Stored data entries =
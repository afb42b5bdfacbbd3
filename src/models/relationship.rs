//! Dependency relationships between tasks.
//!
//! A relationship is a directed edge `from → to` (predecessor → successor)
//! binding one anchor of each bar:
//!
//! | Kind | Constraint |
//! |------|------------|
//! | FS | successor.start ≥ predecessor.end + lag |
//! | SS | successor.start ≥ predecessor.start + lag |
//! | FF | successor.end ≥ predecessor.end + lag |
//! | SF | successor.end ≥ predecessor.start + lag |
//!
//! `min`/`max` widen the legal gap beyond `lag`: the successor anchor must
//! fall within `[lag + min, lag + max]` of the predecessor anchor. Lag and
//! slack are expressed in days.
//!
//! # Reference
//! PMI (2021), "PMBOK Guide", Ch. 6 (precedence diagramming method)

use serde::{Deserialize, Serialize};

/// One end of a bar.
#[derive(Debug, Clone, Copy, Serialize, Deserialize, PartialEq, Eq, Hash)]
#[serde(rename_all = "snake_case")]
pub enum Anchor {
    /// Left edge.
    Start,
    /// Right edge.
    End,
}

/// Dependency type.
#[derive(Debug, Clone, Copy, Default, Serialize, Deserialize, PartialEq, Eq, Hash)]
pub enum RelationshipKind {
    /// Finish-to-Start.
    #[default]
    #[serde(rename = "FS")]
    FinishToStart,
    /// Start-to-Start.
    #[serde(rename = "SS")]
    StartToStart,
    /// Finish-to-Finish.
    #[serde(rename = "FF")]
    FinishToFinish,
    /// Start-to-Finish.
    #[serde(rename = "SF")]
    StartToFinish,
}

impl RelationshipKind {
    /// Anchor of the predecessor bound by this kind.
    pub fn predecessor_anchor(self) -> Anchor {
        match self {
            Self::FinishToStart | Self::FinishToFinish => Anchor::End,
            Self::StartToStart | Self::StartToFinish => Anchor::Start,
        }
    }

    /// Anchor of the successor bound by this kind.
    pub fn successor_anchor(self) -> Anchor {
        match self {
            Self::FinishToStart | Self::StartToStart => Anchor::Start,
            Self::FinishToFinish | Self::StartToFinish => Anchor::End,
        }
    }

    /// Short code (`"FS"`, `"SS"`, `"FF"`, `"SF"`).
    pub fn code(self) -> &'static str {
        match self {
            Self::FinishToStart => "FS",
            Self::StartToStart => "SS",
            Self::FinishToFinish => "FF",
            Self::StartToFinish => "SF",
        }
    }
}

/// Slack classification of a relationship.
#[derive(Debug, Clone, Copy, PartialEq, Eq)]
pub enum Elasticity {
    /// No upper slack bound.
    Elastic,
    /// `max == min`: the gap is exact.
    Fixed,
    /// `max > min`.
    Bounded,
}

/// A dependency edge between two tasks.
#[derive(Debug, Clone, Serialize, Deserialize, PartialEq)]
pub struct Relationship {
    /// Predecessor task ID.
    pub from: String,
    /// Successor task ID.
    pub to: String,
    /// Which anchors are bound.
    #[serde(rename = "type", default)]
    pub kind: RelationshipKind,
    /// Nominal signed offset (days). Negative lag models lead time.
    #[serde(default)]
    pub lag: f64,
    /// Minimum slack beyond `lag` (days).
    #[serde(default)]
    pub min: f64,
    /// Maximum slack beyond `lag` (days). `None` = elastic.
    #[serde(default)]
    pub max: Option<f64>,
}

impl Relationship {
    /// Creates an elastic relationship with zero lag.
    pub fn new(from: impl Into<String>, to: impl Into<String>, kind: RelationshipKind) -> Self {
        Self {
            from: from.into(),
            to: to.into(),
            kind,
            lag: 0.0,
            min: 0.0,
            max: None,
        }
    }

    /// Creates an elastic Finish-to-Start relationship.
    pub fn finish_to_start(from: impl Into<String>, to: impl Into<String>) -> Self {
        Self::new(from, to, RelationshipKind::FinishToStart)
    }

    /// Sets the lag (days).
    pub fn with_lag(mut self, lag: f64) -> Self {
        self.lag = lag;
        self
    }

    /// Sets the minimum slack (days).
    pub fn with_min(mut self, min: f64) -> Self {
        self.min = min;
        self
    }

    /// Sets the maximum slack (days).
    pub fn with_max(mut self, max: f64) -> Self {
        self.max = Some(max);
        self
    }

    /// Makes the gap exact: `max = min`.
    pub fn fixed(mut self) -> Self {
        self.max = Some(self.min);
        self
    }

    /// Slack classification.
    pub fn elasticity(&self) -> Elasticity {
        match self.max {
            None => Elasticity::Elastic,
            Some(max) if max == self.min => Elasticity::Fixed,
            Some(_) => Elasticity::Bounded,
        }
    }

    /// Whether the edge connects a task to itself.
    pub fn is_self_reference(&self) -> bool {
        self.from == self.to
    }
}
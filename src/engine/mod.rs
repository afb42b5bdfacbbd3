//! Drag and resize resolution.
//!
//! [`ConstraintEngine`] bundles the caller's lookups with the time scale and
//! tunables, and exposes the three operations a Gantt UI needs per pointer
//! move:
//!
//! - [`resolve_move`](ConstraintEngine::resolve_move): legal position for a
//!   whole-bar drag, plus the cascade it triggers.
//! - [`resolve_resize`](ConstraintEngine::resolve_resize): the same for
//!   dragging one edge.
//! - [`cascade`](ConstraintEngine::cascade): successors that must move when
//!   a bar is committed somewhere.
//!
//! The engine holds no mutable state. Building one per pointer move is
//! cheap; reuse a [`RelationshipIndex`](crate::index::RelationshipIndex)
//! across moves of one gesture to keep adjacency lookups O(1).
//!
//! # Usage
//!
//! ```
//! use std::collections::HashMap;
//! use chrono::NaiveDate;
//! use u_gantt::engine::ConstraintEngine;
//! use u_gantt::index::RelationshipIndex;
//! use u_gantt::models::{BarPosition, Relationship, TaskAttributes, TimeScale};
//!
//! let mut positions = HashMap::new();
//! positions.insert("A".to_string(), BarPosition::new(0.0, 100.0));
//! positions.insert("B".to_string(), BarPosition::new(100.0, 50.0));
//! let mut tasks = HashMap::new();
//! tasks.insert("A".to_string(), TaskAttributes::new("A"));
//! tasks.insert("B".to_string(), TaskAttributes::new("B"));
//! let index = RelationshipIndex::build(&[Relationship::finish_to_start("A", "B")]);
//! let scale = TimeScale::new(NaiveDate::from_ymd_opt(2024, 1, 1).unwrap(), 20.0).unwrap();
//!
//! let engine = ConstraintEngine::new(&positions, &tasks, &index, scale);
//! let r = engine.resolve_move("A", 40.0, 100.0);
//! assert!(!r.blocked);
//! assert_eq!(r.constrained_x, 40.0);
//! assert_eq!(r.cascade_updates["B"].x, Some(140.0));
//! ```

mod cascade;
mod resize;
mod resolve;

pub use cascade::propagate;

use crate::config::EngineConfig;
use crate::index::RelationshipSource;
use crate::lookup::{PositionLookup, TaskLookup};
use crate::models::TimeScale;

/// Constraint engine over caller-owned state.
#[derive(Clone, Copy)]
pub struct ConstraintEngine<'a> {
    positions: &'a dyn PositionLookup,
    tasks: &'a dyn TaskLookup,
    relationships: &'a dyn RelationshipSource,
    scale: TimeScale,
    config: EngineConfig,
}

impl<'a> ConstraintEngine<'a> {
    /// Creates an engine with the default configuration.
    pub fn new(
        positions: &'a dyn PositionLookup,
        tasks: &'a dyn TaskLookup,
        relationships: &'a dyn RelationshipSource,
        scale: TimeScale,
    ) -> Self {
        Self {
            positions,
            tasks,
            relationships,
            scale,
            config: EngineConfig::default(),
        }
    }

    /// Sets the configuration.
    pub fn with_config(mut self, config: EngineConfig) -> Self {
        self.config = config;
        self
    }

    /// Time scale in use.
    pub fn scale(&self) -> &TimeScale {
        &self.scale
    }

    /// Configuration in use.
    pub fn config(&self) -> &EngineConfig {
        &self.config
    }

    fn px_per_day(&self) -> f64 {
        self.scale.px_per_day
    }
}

EXERCISE GOAL =
Please return the data above in full, without altering a single line.

SOLVED PROBLEM =
repository afb42b5bdfacbbd3
filename src/models/relationship.rs
//! Dependency relationships between tasks.
//!
//! A relationship is a directed edge `from → to` (predecessor → successor)
//! binding one anchor of each bar:
//!
//! | Kind | Constraint |
//! |------|------------|
//! | FS | successor.start ≥ predecessor.end + lag |
//! | SS | successor.start ≥ predecessor.start + lag |
//! | FF | successor.end ≥ predecessor.end + lag |
//! | SF | successor.end ≥ predecessor.start + lag |
//!
//! `min`/`max` widen the legal gap beyond `lag`: the successor anchor must
//! fall within `[lag + min, lag + max]` of the predecessor anchor. Lag and
//! slack are expressed in days.
//!
//! # Reference
//! PMI (2021), "PMBOK Guide", Ch. 6 (precedence diagramming method)

use serde::{Deserialize, Serialize};

/// One end of a bar.
#[derive(Debug, Clone, Copy, Serialize, Deserialize, PartialEq, Eq, Hash)]
#[serde(rename_all = "snake_case")]
pub enum Anchor {
    /// Left edge.
    Start,
    /// Right edge.
    End,
}

/// Dependency type.
#[derive(Debug, Clone, Copy, Default, Serialize, Deserialize, PartialEq, Eq, Hash)]
pub enum RelationshipKind {
    /// Finish-to-Start.
    #[default]
    #[serde(rename = "FS")]
    FinishToStart,
    /// Start-to-Start.
    #[serde(rename = "SS")]
    StartToStart,
    /// Finish-to-Finish.
    #[serde(rename = "FF")]
    FinishToFinish,
    /// Start-to-Finish.
    #[serde(rename = "SF")]
    StartToFinish,
}

impl RelationshipKind {
    /// Anchor of the predecessor bound by this kind.
    pub fn predecessor_anchor(self) -> Anchor {
        match self {
            Self::FinishToStart | Self::FinishToFinish => Anchor::End,
            Self::StartToStart | Self::StartToFinish => Anchor::Start,
        }
    }

    /// Anchor of the successor bound by this kind.
    pub fn successor_anchor(self) -> Anchor {
        match self {
            Self::FinishToStart | Self::StartToStart => Anchor::Start,
            Self::FinishToFinish | Self::StartToFinish => Anchor::End,
        }
    }

    /// Short code (`"FS"`, `"SS"`, `"FF"`, `"SF"`).
    pub fn code(self) -> &'static str {
        match self {
            Self::FinishToStart => "FS",
            Self::StartToStart => "SS",
            Self::FinishToFinish => "FF",
            Self::StartToFinish => "SF",
        }
    }
}

/// Slack classification of a relationship.
#[derive(Debug, Clone, Copy, PartialEq, Eq)]
pub enum Elasticity {
    /// No upper slack bound.
    Elastic,
    /// `max == min`: the gap is exact.
    Fixed,
    /// `max > min`.
    Bounded,
}

/// A dependency edge between two tasks.
#[derive(Debug, Clone, Serialize, Deserialize, PartialEq)]
pub struct Relationship {
    /// Predecessor task ID.
    pub from: String,
    /// Successor task ID.
    pub to: String,
    /// Which anchors are bound.
    #[serde(rename = "type", default)]
    pub kind: RelationshipKind,
    /// Nominal signed offset (days). Negative lag models lead time.
    #[serde(default)]
    pub lag: f64,
    /// Minimum slack beyond `lag` (days).
    #[serde(default)]
    pub min: f64,
    /// Maximum slack beyond `lag` (days). `None` = elastic.
    #[serde(default)]
    pub max: Option<f64>,
}

impl Relationship {
    /// Creates an elastic relationship with zero lag.
    pub fn new(from: impl Into<String>, to: impl Into<String>, kind: RelationshipKind) -> Self {
        Self {
            from: from.into(),
            to: to.into(),
            kind,
            lag: 0.0,
            min: 0.0,
            max: None,
        }
    }

    /// Creates an elastic Finish-to-Start relationship.
    pub fn finish_to_start(from: impl Into<String>, to: impl Into<String>) -> Self {
        Self::new(from, to, RelationshipKind::FinishToStart)
    }

    /// Sets the lag (days).
    pub fn with_lag(mut self, lag: f64) -> Self {
        self.lag = lag;
        self
    }

    /// Sets the minimum slack (days).
    pub fn with_min(mut self, min: f64) -> Self {
        self.min = min;
        self
    }

    /// Sets the maximum slack (days).
    pub fn with_max(mut self, max: f64) -> Self {
        self.max = Some(max);
        self
    }

    /// Makes the gap exact: `max = min`.
    pub fn fixed(mut self) -> Self {
        self.max = Some(self.min);
        self
    }

    /// Slack classification.
    pub fn elasticity(&self) -> Elasticity {
        match self.max {
            None => Elasticity::Elastic,
            Some(max) if max == self.min => Elasticity::Fixed,
            Some(_) => Elasticity::Bounded,
        }
    }

    /// Whether the edge connects a task to itself.
    pub fn is_self_reference(&self) -> bool {
        self.from == self.to
    }
}
filename src/engine/mod.rs
repository afb42b5bdfacbbd3
//! Drag and resize resolution.
//!
//! [`ConstraintEngine`] bundles the caller's lookups with the time scale and
//! tunables, and exposes the three operations a Gantt UI needs per pointer
//! move:
//!
//! - [`resolve_move`](ConstraintEngine::resolve_move): legal position for a
//!   whole-bar drag, plus the cascade it triggers.
//! - [`resolve_resize`](ConstraintEngine::resolve_resize): the same for
//!   dragging one edge.
//! - [`cascade`](ConstraintEngine::cascade): successors that must move when
//!   a bar is committed somewhere.
//!
//! The engine holds no mutable state. Building one per pointer move is
//! cheap; reuse a [`RelationshipIndex`](crate::index::RelationshipIndex)
//! across moves of one gesture to keep adjacency lookups O(1).
//!
//! # Usage
//!
//! ```
//! use std::collections::HashMap;
//! use chrono::NaiveDate;
//! use u_gantt::engine::ConstraintEngine;
//! use u_gantt::index::RelationshipIndex;
//! use u_gantt::models::{BarPosition, Relationship, TaskAttributes, TimeScale};
//!
//! let mut positions = HashMap::new();
//! positions.insert("A".to_string(), BarPosition::new(0.0, 100.0));
//! positions.insert("B".to_string(), BarPosition::new(100.0, 50.0));
//! let mut tasks = HashMap::new();
//! tasks.insert("A".to_string(), TaskAttributes::new("A"));
//! tasks.insert("B".to_string(), TaskAttributes::new("B"));
//! let index = RelationshipIndex::build(&[Relationship::finish_to_start("A", "B")]);
//! let scale = TimeScale::new(NaiveDate::from_ymd_opt(2024, 1, 1).unwrap(), 20.0).unwrap();
//!
//! let engine = ConstraintEngine::new(&positions, &tasks, &index, scale);
//! let r = engine.resolve_move("A", 40.0, 100.0);
//! assert!(!r.blocked);
//! assert_eq!(r.constrained_x, 40.0);
//! assert_eq!(r.cascade_updates["B"].x, Some(140.0));
//! ```

mod cascade;
mod resize;
mod resolve;

pub use cascade::propagate;

use crate::config::EngineConfig;
use crate::index::RelationshipSource;
use crate::lookup::{PositionLookup, TaskLookup};
use crate::models::TimeScale;

/// Constraint engine over caller-owned state.
#[derive(Clone, Copy)]
pub struct ConstraintEngine<'a> {
    positions: &'a dyn PositionLookup,
    tasks: &'a dyn TaskLookup,
    relationships: &'a dyn RelationshipSource,
    scale: TimeScale,
    config: EngineConfig,
}

impl<'a> ConstraintEngine<'a> {
    /// Creates an engine with the default configuration.
    pub fn new(
        positions: &'a dyn PositionLookup,
        tasks: &'a dyn TaskLookup,
        relationships: &'a dyn RelationshipSource,
        scale: TimeScale,
    ) -> Self {
        Self {
            positions,
            tasks,
            relationships,
            scale,
            config: EngineConfig::default(),
        }
    }

    /// Sets the configuration.
    pub fn with_config(mut self, config: EngineConfig) -> Self {
        self.config = config;
        self
    }

    /// Time scale in use.
    pub fn scale(&self) -> &TimeScale {
        &self.scale
    }

    /// Configuration in use.
    pub fn config(&self) -> &EngineConfig {
        &self.config
    }

    fn px_per_day(&self) -> f64 {
        self.scale.px_per_day
    }
}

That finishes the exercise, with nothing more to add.